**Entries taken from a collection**

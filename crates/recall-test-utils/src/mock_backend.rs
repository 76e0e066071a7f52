// SPDX-FileCopyrightText: 2026 Recall Contributors
// SPDX-License-Identifier: MIT OR Apache-2.0

//! Mock memory backend for deterministic testing.
//!
//! `MockBackend` implements `MemoryBackend` with results scripted per scope
//! kind, optional per-operation failures, and a record of every write.

use std::collections::{HashMap, HashSet};

use async_trait::async_trait;
use recall_core::{
    AddOptions, AddResponse, BackendKind, ListOptions, ListResponse, MemoryBackend, MemoryItem,
    ProfileResult, RecallError, ScopeContext, ScopeKind, SearchOptions, SearchResponse, Sector,
};
use tokio::sync::Mutex;

/// A captured `add_memory` call.
#[derive(Debug, Clone, PartialEq)]
pub struct RecordedAdd {
    pub content: String,
    pub scope: ScopeContext,
    pub memory_type: Option<String>,
    pub tags: Vec<String>,
}

/// A captured `search_memories` call.
#[derive(Debug, Clone, PartialEq)]
pub struct RecordedSearch {
    pub query: String,
    pub scope: ScopeContext,
    pub limit: Option<usize>,
}

#[derive(Default)]
struct Records {
    adds: Vec<RecordedAdd>,
    searches: Vec<RecordedSearch>,
    lists: Vec<(ScopeContext, Option<usize>)>,
    deleted: Vec<String>,
    reinforced: Vec<(String, f64)>,
    profiles: usize,
}

/// A backend answering from scripted data.
pub struct MockBackend {
    kind: BackendKind,
    search: HashMap<ScopeKind, Vec<MemoryItem>>,
    list: HashMap<ScopeKind, Vec<MemoryItem>>,
    profile: ProfileResult,
    failing_search: HashSet<ScopeKind>,
    failing_list: HashSet<ScopeKind>,
    failing_profile: bool,
    records: Mutex<Records>,
}

impl Default for MockBackend {
    fn default() -> Self {
        Self::new()
    }
}

impl MockBackend {
    pub fn new() -> Self {
        Self {
            kind: BackendKind::Rest,
            search: HashMap::new(),
            list: HashMap::new(),
            profile: ProfileResult::default(),
            failing_search: HashSet::new(),
            failing_list: HashSet::new(),
            failing_profile: false,
            records: Mutex::new(Records::default()),
        }
    }

    pub fn with_kind(mut self, kind: BackendKind) -> Self {
        self.kind = kind;
        self
    }

    pub fn with_search(mut self, scope: ScopeKind, items: Vec<MemoryItem>) -> Self {
        self.search.insert(scope, items);
        self
    }

    pub fn with_list(mut self, scope: ScopeKind, items: Vec<MemoryItem>) -> Self {
        self.list.insert(scope, items);
        self
    }

    pub fn with_profile(mut self, profile: ProfileResult) -> Self {
        self.profile = profile;
        self
    }

    pub fn failing_search(mut self, scope: ScopeKind) -> Self {
        self.failing_search.insert(scope);
        self
    }

    pub fn failing_list(mut self, scope: ScopeKind) -> Self {
        self.failing_list.insert(scope);
        self
    }

    pub fn failing_profile(mut self) -> Self {
        self.failing_profile = true;
        self
    }

    pub async fn adds(&self) -> Vec<RecordedAdd> {
        self.records.lock().await.adds.clone()
    }

    pub async fn searches(&self) -> Vec<RecordedSearch> {
        self.records.lock().await.searches.clone()
    }

    pub async fn lists(&self) -> Vec<(ScopeContext, Option<usize>)> {
        self.records.lock().await.lists.clone()
    }

    pub async fn deleted(&self) -> Vec<String> {
        self.records.lock().await.deleted.clone()
    }

    pub async fn reinforced(&self) -> Vec<(String, f64)> {
        self.records.lock().await.reinforced.clone()
    }

    pub async fn profile_calls(&self) -> usize {
        self.records.lock().await.profiles
    }

    /// Total backend calls observed so far.
    pub async fn call_count(&self) -> usize {
        let r = self.records.lock().await;
        r.adds.len() + r.searches.len() + r.lists.len() + r.deleted.len() + r.reinforced.len()
            + r.profiles
    }

    fn unavailable(what: &str) -> RecallError {
        RecallError::Transport {
            message: format!("mock {what} failure"),
            status: Some(503),
        }
    }
}

fn truncate(items: &[MemoryItem], limit: Option<usize>) -> Vec<MemoryItem> {
    items
        .iter()
        .take(limit.unwrap_or(usize::MAX))
        .cloned()
        .collect()
}

#[async_trait]
impl MemoryBackend for MockBackend {
    fn kind(&self) -> BackendKind {
        self.kind
    }

    async fn search_memories(
        &self,
        query: &str,
        scope: &ScopeContext,
        options: &SearchOptions,
    ) -> Result<SearchResponse, RecallError> {
        self.records.lock().await.searches.push(RecordedSearch {
            query: query.to_string(),
            scope: scope.clone(),
            limit: options.limit,
        });
        if self.failing_search.contains(&scope.kind()) {
            return Err(Self::unavailable("search"));
        }
        let results = truncate(
            self.search.get(&scope.kind()).map(Vec::as_slice).unwrap_or_default(),
            options.limit,
        );
        Ok(SearchResponse {
            total: results.len(),
            results,
        })
    }

    async fn add_memory(
        &self,
        content: &str,
        scope: &ScopeContext,
        options: &AddOptions,
    ) -> Result<AddResponse, RecallError> {
        let mut records = self.records.lock().await;
        records.adds.push(RecordedAdd {
            content: content.to_string(),
            scope: scope.clone(),
            memory_type: options.memory_type.clone(),
            tags: options.tags.clone(),
        });
        Ok(AddResponse {
            id: Some(format!("mem-{}", records.adds.len())),
            sector: Some(Sector::Semantic),
        })
    }

    async fn list_memories(
        &self,
        scope: &ScopeContext,
        options: &ListOptions,
    ) -> Result<ListResponse, RecallError> {
        self.records
            .lock()
            .await
            .lists
            .push((scope.clone(), options.limit));
        if self.failing_list.contains(&scope.kind()) {
            return Err(Self::unavailable("list"));
        }
        let memories = truncate(
            self.list.get(&scope.kind()).map(Vec::as_slice).unwrap_or_default(),
            options.limit,
        );
        Ok(ListResponse {
            total: Some(memories.len()),
            memories,
        })
    }

    async fn delete_memory(&self, id: &str, _scope: &ScopeContext) -> Result<(), RecallError> {
        self.records.lock().await.deleted.push(id.to_string());
        Ok(())
    }

    async fn reinforce_memory(&self, id: &str, boost: f64) -> Result<(), RecallError> {
        self.records
            .lock()
            .await
            .reinforced
            .push((id.to_string(), boost));
        Ok(())
    }

    async fn get_memory(
        &self,
        id: &str,
        scope: &ScopeContext,
    ) -> Result<Option<MemoryItem>, RecallError> {
        let kind = scope.kind();
        Ok(self
            .search
            .get(&kind)
            .into_iter()
            .chain(self.list.get(&kind))
            .flatten()
            .find(|m| m.id == id)
            .cloned())
    }

    async fn get_profile(
        &self,
        _scope: &ScopeContext,
        _query: Option<&str>,
    ) -> Result<ProfileResult, RecallError> {
        self.records.lock().await.profiles += 1;
        if self.failing_profile {
            return Err(Self::unavailable("profile"));
        }
        Ok(self.profile.clone())
    }
}
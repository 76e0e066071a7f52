// SPDX-FileCopyrightText: 2026 Recall Contributors
// SPDX-License-Identifier: MIT OR Apache-2.0

//! Privacy gate for memory writes.
//!
//! Callers mark private spans with `<private>...</private>`. Before any write
//! those spans are replaced with `[REDACTED]`; a payload that is private in
//! its entirety is rejected instead of being stored as an empty fragment.
//! An unterminated `<private>` tag hides everything after it.

use std::sync::LazyLock;

use recall_core::RecallError;
use regex::Regex;
use tracing::debug;

use crate::redact::{redact, REDACTED};

static PRIVATE_SPAN: LazyLock<Regex> = LazyLock::new(|| {
    Regex::new(r"(?is)<private>.*?</private>|<private>.*$").unwrap()
});

/// Replace every private span with the redaction placeholder.
pub fn strip_private(content: &str) -> String {
    PRIVATE_SPAN.replace_all(content, REDACTED).into_owned()
}

/// True when nothing but private spans and whitespace remains.
pub fn is_fully_private(content: &str) -> bool {
    PRIVATE_SPAN.is_match(content) && PRIVATE_SPAN.replace_all(content, "").trim().is_empty()
}

/// Filters content on its way to the memory store.
#[derive(Debug, Clone, Copy)]
pub struct PrivacyGate {
    redact_secrets: bool,
}

impl Default for PrivacyGate {
    fn default() -> Self {
        Self {
            redact_secrets: true,
        }
    }
}

impl PrivacyGate {
    pub fn new(redact_secrets: bool) -> Self {
        Self { redact_secrets }
    }

    /// Returns the content safe to store, or a validation error when the
    /// whole payload is private, secret or empty.
    ///
    /// Secrets are masked first, so the rejection sees what would be stored.
    pub fn filter(&self, content: &str) -> Result<String, RecallError> {
        if content.trim().is_empty() {
            return Err(RecallError::Validation(
                "memory content must not be empty".into(),
            ));
        }

        let masked = if self.redact_secrets {
            redact(content, &[])
        } else {
            content.to_string()
        };
        if is_fully_private(&masked) {
            return Err(RecallError::Validation(
                "cannot store memory: content is entirely marked <private>".into(),
            ));
        }

        let filtered = strip_private(&masked);
        if filtered.replace(REDACTED, "").trim().is_empty() {
            return Err(RecallError::Validation(
                "cannot store memory: nothing remains after redaction".into(),
            ));
        }
        if filtered != content {
            debug!(
                original_len = content.len(),
                filtered_len = filtered.len(),
                "redacted memory content before write"
            );
        }
        Ok(filtered)
    }
}
// SPDX-FileCopyrightText: 2026 Recall Contributors
// SPDX-License-Identifier: MIT OR Apache-2.0

//! Retrieval and command layer for Recall.
//!
//! Everything here talks to the memory store through
//! [`recall_core::MemoryBackend`], so any transport (or a mock) plugs in.
//!
//! - [`RetrievalOrchestrator`]: concurrent profile/search/list fan-out with
//!   per-slot failure isolation.
//! - [`ContextFormatter`]: renders retrieved memories into an injectable block.
//! - [`MemoryContext`]: first-turn injection, once per session.
//! - [`CommandRouter`]: the `add`/`search`/`profile`/`list`/`forget`/
//!   `reinforce`/`help` verbs behind one JSON envelope.

pub mod command;
pub mod formatter;
pub mod provider;
pub mod retriever;

pub use command::{CommandArgs, CommandRouter, Verb};
pub use formatter::{ContextFormatter, CONTEXT_MARKER};
pub use provider::MemoryContext;
pub use retriever::{RetrievalOrchestrator, RetrievedContext};
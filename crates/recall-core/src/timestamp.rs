// SPDX-FileCopyrightText: 2026 Recall Contributors
// SPDX-License-Identifier: MIT OR Apache-2.0

//! Lenient timestamp parsing for backend payloads.
//!
//! Backends report times either as RFC 3339 strings or as epoch
//! milliseconds. Both are normalized to `DateTime<Utc>`.

use chrono::{DateTime, TimeZone, Utc};
use serde::{Deserialize, Deserializer};
use serde_json::Value;

/// Parse a JSON value into a UTC timestamp.
///
/// Accepts RFC 3339 strings, numeric strings and numbers (epoch milliseconds).
/// Returns `None` for anything else, including `null`.
pub fn parse_timestamp(value: &Value) -> Option<DateTime<Utc>> {
    match value {
        Value::String(s) => parse_timestamp_str(s),
        Value::Number(n) => n
            .as_i64()
            .or_else(|| n.as_f64().map(|f| f as i64))
            .and_then(from_millis),
        _ => None,
    }
}

/// Parse a string timestamp (RFC 3339 or epoch milliseconds).
pub fn parse_timestamp_str(s: &str) -> Option<DateTime<Utc>> {
    let s = s.trim();
    if s.is_empty() {
        return None;
    }
    if let Ok(dt) = DateTime::parse_from_rfc3339(s) {
        return Some(dt.with_timezone(&Utc));
    }
    s.parse::<i64>().ok().and_then(from_millis)
}

fn from_millis(ms: i64) -> Option<DateTime<Utc>> {
    Utc.timestamp_millis_opt(ms).single()
}

/// Serde helper for required timestamp fields.
pub fn deserialize<'de, D>(deserializer: D) -> Result<DateTime<Utc>, D::Error>
where
    D: Deserializer<'de>,
{
    let value = Value::deserialize(deserializer)?;
    parse_timestamp(&value)
        .ok_or_else(|| serde::de::Error::custom(format!("invalid timestamp: {value}")))
}

/// Serde helper for optional timestamp fields. Unparseable values become `None`.
pub fn deserialize_option<'de, D>(deserializer: D) -> Result<Option<DateTime<Utc>>, D::Error>
where
    D: Deserializer<'de>,
{
    let value = Option::<Value>::deserialize(deserializer)?;
    Ok(value.as_ref().and_then(parse_timestamp))
}
// SPDX-FileCopyrightText: 2026 Recall Contributors
// SPDX-License-Identifier: MIT OR Apache-2.0

//! Host-supplied dispatcher for named remote procedures.

use async_trait::async_trait;
use serde_json::Value;

use crate::error::RecallError;

/// Invokes a named remote procedure with JSON arguments.
///
/// The host agent runtime owns the RPC surface; Recall only sees this
/// trait object, installed once through the tool-call adapter.
#[async_trait]
pub trait ToolCaller: Send + Sync {
    /// Calls `tool` with `args` and returns its JSON result.
    async fn call(&self, tool: &str, args: Value) -> Result<Value, RecallError>;
}
// SPDX-FileCopyrightText: 2026 Recall Contributors
// SPDX-License-Identifier: MIT OR Apache-2.0

//! Post-deserialization validation for configuration values.
//!
//! Validates semantic constraints that cannot be expressed via serde attributes,
//! such as URL syntax, score ranges and known sector names.

use recall_core::Sector;

use crate::diagnostic::ConfigError;
use crate::model::RecallConfig;

const LOG_LEVELS: &[&str] = &["trace", "debug", "info", "warn", "error"];

/// Validate a deserialized configuration for semantic correctness.
///
/// Returns `Ok(())` if all validations pass, or `Err(Vec<ConfigError>)` with
/// all collected validation errors (does not fail fast).
pub fn validate_config(config: &RecallConfig) -> Result<(), Vec<ConfigError>> {
    let mut errors = Vec::new();

    let api_url = config.backend.api_url.trim();
    match url::Url::parse(api_url) {
        Ok(url) if url.scheme() == "http" || url.scheme() == "https" => {}
        Ok(url) => errors.push(ConfigError::Validation {
            message: format!(
                "backend.api_url must use http or https, got scheme `{}`",
                url.scheme()
            ),
        }),
        Err(e) => errors.push(ConfigError::Validation {
            message: format!("backend.api_url `{api_url}` is not a valid URL: {e}"),
        }),
    }

    if let Some(key) = &config.backend.api_key
        && key.trim().is_empty()
    {
        errors.push(ConfigError::Validation {
            message: "backend.api_key must not be empty when set".to_string(),
        });
    }

    let memory = &config.memory;
    for (name, value) in [
        ("memory.max_memories", memory.max_memories),
        ("memory.max_project_memories", memory.max_project_memories),
        ("memory.max_profile_items", memory.max_profile_items),
    ] {
        if value == 0 {
            errors.push(ConfigError::Validation {
                message: format!("{name} must be at least 1"),
            });
        }
    }

    for (name, value) in [
        ("memory.min_salience", memory.min_salience),
        ("memory.similarity_threshold", memory.similarity_threshold),
    ] {
        if !(0.0..=1.0).contains(&value) {
            errors.push(ConfigError::Validation {
                message: format!("{name} must be between 0.0 and 1.0, got {value}"),
            });
        }
    }

    let prefix = memory.container_tag_prefix.trim();
    if prefix.is_empty() {
        errors.push(ConfigError::Validation {
            message: "memory.container_tag_prefix must not be empty".to_string(),
        });
    } else if !prefix
        .chars()
        .all(|c| c.is_ascii_alphanumeric() || c == '-' || c == '.')
    {
        errors.push(ConfigError::Validation {
            message: format!(
                "memory.container_tag_prefix `{prefix}` may only contain ASCII letters, digits, `-` and `.`"
            ),
        });
    }

    if memory.default_sector.parse::<Sector>().is_err() {
        errors.push(ConfigError::Validation {
            message: format!(
                "memory.default_sector `{}` is not one of episodic, semantic, procedural, emotional, reflective",
                memory.default_sector
            ),
        });
    }

    if !LOG_LEVELS.contains(&config.logging.level.to_ascii_lowercase().as_str()) {
        errors.push(ConfigError::Validation {
            message: format!(
                "logging.level `{}` must be one of {}",
                config.logging.level,
                LOG_LEVELS.join(", ")
            ),
        });
    }

    if errors.is_empty() {
        Ok(())
    } else {
        Err(errors)
    }
}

**TASK DIRECTIONS**
Copy the lines from the entries above in which the word "logging" appears.

**WRITTEN SOLUTION**
    if !LOG_LEVELS.contains(&config.logging.level.to_ascii_lowercase().as_str()) {
                "logging.level `{}` must be one of {}",
                config.logging.level,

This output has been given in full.